INSTRUCTIONS TO FOLLOW
You are to retype all of the data exactly as it appears.

┌──

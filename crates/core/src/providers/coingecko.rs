use sha2::{Digest, Sha256};
use std::sync::Arc;

use crate::errors::CoreError;
use crate::models::market::{CoinMarket, GlobalMarketData, GlobalMarketResponse};
use crate::net::fetcher::{Endpoint, RemoteFetcher};
use crate::net::transport::HttpRequest;

const BASE_URL: &str = "https://api.coingecko.com/api/v3";
const PROVIDER: &str = "CoinGecko";

/// Id lists longer than this are hashed to keep cache file names short.
const MAX_INLINE_IDS_LEN: usize = 96;

/// Cache key for a watchlist: currency plus the sorted, de-duplicated ids,
/// so the same set in any order shares one entry and different sets never
/// collide.
pub fn watchlist_cache_key(ids: &[String], vs_currency: &str) -> String {
    let mut ids: Vec<String> = ids.iter().map(|id| id.trim().to_lowercase()).collect();
    ids.sort();
    ids.dedup();
    let joined = ids.join(".");
    let suffix = if joined.len() <= MAX_INLINE_IDS_LEN {
        joined
    } else {
        hex::encode(&Sha256::digest(joined.as_bytes())[..16])
    };
    format!("watchlist_{}_{suffix}", vs_currency.to_lowercase())
}

/// Parameters of the coin markets list.
#[derive(Debug, Clone, PartialEq)]
pub struct MarketsQuery {
    /// Quote currency, e.g. "usd"
    pub vs_currency: String,
    /// e.g. "market_cap_desc"
    pub order: String,
    pub per_page: u32,
    /// 1-based
    pub page: u32,
    pub sparkline: bool,
    /// Change windows, e.g. ["1h", "24h", "7d"]
    pub price_change_percentage: Vec<String>,
}

impl Default for MarketsQuery {
    fn default() -> Self {
        Self {
            vs_currency: "usd".to_string(),
            order: "market_cap_desc".to_string(),
            per_page: 100,
            page: 1,
            sparkline: true,
            price_change_percentage: vec!["1h".into(), "24h".into(), "7d".into()],
        }
    }
}

impl MarketsQuery {
    pub fn for_currency(currency: &str) -> Self {
        Self {
            vs_currency: currency.to_lowercase(),
            ..Self::default()
        }
    }
}

/// Market data provider (CoinGecko public API).
///
/// - **Free**: no API key required for the public tier.
/// - **Endpoints**: `/global`, `/coins/markets`.
///
/// Every call goes through [`RemoteFetcher`], so results are cached under a
/// fixed key per endpoint and served from there when offline.
pub struct MarketDataClient {
    fetcher: Arc<RemoteFetcher>,
    base_url: String,
}

impl MarketDataClient {
    pub fn new(fetcher: Arc<RemoteFetcher>) -> Self {
        Self {
            fetcher,
            base_url: BASE_URL.to_string(),
        }
    }

    pub fn with_base_url(mut self, base_url: impl Into<String>) -> Self {
        self.base_url = base_url.into();
        self
    }

    /// Global market statistics (total cap, volume, dominance).
    pub async fn global_stats(&self) -> Result<GlobalMarketData, CoreError> {
        let endpoint = Endpoint::new(
            PROVIDER,
            HttpRequest::get(format!("{}/global", self.base_url)),
            "global_market",
        );
        let resp: GlobalMarketResponse = self.fetcher.fetch(&endpoint).await?;
        Ok(resp.data)
    }

    /// One page of the coin markets list.
    pub async fn coin_markets(&self, query: &MarketsQuery) -> Result<Vec<CoinMarket>, CoreError> {
        let endpoint = Endpoint::new(
            PROVIDER,
            self.markets_request(query),
            format!("coin_markets_{}_{}", query.vs_currency, query.page),
        );
        self.fetcher.fetch(&endpoint).await
    }

    /// The markets list restricted to the given coin ids (a watchlist).
    pub async fn watchlist(
        &self,
        ids: &[String],
        vs_currency: &str,
    ) -> Result<Vec<CoinMarket>, CoreError> {
        if ids.is_empty() {
            return Ok(Vec::new());
        }
        let query = MarketsQuery {
            per_page: ids.len() as u32,
            ..MarketsQuery::for_currency(vs_currency)
        };
        let request = self.markets_request(&query).query("ids", ids.join(","));
        let endpoint = Endpoint::new(PROVIDER, request, watchlist_cache_key(ids, vs_currency));
        self.fetcher.fetch(&endpoint).await
    }

    fn markets_request(&self, query: &MarketsQuery) -> HttpRequest {
        let mut request = HttpRequest::get(format!("{}/coins/markets", self.base_url))
            .query("vs_currency", &query.vs_currency)
            .query("order", &query.order)
            .query("per_page", query.per_page.to_string())
            .query("page", query.page.to_string())
            .query("sparkline", query.sparkline.to_string());
        if !query.price_change_percentage.is_empty() {
            request = request.query(
                "price_change_percentage",
                query.price_change_percentage.join(","),
            );
        }
        request
    }
}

└──

ANSWER BELOW
filename crates/core/src/providers/coingecko.rs
use sha2::{Digest, Sha256};
use std::sync::Arc;

use crate::errors::CoreError;
use crate::models::market::{CoinMarket, GlobalMarketData, GlobalMarketResponse};
use crate::net::fetcher::{Endpoint, RemoteFetcher};
use crate::net::transport::HttpRequest;

const BASE_URL: &str = "https://api.coingecko.com/api/v3";
const PROVIDER: &str = "CoinGecko";

/// Id lists longer than this are hashed to keep cache file names short.
const MAX_INLINE_IDS_LEN: usize = 96;

/// Cache key for a watchlist: currency plus the sorted, de-duplicated ids,
/// so the same set in any order shares one entry and different sets never
/// collide.
pub fn watchlist_cache_key(ids: &[String], vs_currency: &str) -> String {
    let mut ids: Vec<String> = ids.iter().map(|id| id.trim().to_lowercase()).collect();
    ids.sort();
    ids.dedup();
    let joined = ids.join(".");
    let suffix = if joined.len() <= MAX_INLINE_IDS_LEN {
        joined
    } else {
        hex::encode(&Sha256::digest(joined.as_bytes())[..16])
    };
    format!("watchlist_{}_{suffix}", vs_currency.to_lowercase())
}

/// Parameters of the coin markets list.
#[derive(Debug, Clone, PartialEq)]
pub struct MarketsQuery {
    /// Quote currency, e.g. "usd"
    pub vs_currency: String,
    /// e.g. "market_cap_desc"
    pub order: String,
    pub per_page: u32,
    /// 1-based
    pub page: u32,
    pub sparkline: bool,
    /// Change windows, e.g. ["1h", "24h", "7d"]
    pub price_change_percentage: Vec<String>,
}

impl Default for MarketsQuery {
    fn default() -> Self {
        Self {
            vs_currency: "usd".to_string(),
            order: "market_cap_desc".to_string(),
            per_page: 100,
            page: 1,
            sparkline: true,
            price_change_percentage: vec!["1h".into(), "24h".into(), "7d".into()],
        }
    }
}

impl MarketsQuery {
    pub fn for_currency(currency: &str) -> Self {
        Self {
            vs_currency: currency.to_lowercase(),
            ..Self::default()
        }
    }
}

/// Market data provider (CoinGecko public API).
///
/// - **Free**: no API key required for the public tier.
/// - **Endpoints**: `/global`, `/coins/markets`.
///
/// Every call goes through [`RemoteFetcher`], so results are cached under a
/// fixed key per endpoint and served from there when offline.
pub struct MarketDataClient {
    fetcher: Arc<RemoteFetcher>,
    base_url: String,
}

impl MarketDataClient {
    pub fn new(fetcher: Arc<RemoteFetcher>) -> Self {
        Self {
            fetcher,
            base_url: BASE_URL.to_string(),
        }
    }

    pub fn with_base_url(mut self, base_url: impl Into<String>) -> Self {
        self.base_url = base_url.into();
        self
    }

    /// Global market statistics (total cap, volume, dominance).
    pub async fn global_stats(&self) -> Result<GlobalMarketData, CoreError> {
        let endpoint = Endpoint::new(
            PROVIDER,
            HttpRequest::get(format!("{}/global", self.base_url)),
            "global_market",
        );
        let resp: GlobalMarketResponse = self.fetcher.fetch(&endpoint).await?;
        Ok(resp.data)
    }

    /// One page of the coin markets list.
    pub async fn coin_markets(&self, query: &MarketsQuery) -> Result<Vec<CoinMarket>, CoreError> {
        let endpoint = Endpoint::new(
            PROVIDER,
            self.markets_request(query),
            format!("coin_markets_{}_{}", query.vs_currency, query.page),
        );
        self.fetcher.fetch(&endpoint).await
    }

    /// The markets list restricted to the given coin ids (a watchlist).
    pub async fn watchlist(
        &self,
        ids: &[String],
        vs_currency: &str,
    ) -> Result<Vec<CoinMarket>, CoreError> {
        if ids.is_empty() {
            return Ok(Vec::new());
        }
        let query = MarketsQuery {
            per_page: ids.len() as u32,
            ..MarketsQuery::for_currency(vs_currency)
        };
        let request = self.markets_request(&query).query("ids", ids.join(","));
        let endpoint = Endpoint::new(PROVIDER, request, watchlist_cache_key(ids, vs_currency));
        self.fetcher.fetch(&endpoint).await
    }

    fn markets_request(&self, query: &MarketsQuery) -> HttpRequest {
        let mut request = HttpRequest::get(format!("{}/coins/markets", self.base_url))
            .query("vs_currency", &query.vs_currency)
            .query("order", &query.order)
            .query("per_page", query.per_page.to_string())
            .query("page", query.page.to_string())
            .query("sparkline", query.sparkline.to_string());
        if !query.price_change_percentage.is_empty() {
            request = request.query(
                "price_change_percentage",
                query.price_change_percentage.join(","),
            );
        }
        request
    }
}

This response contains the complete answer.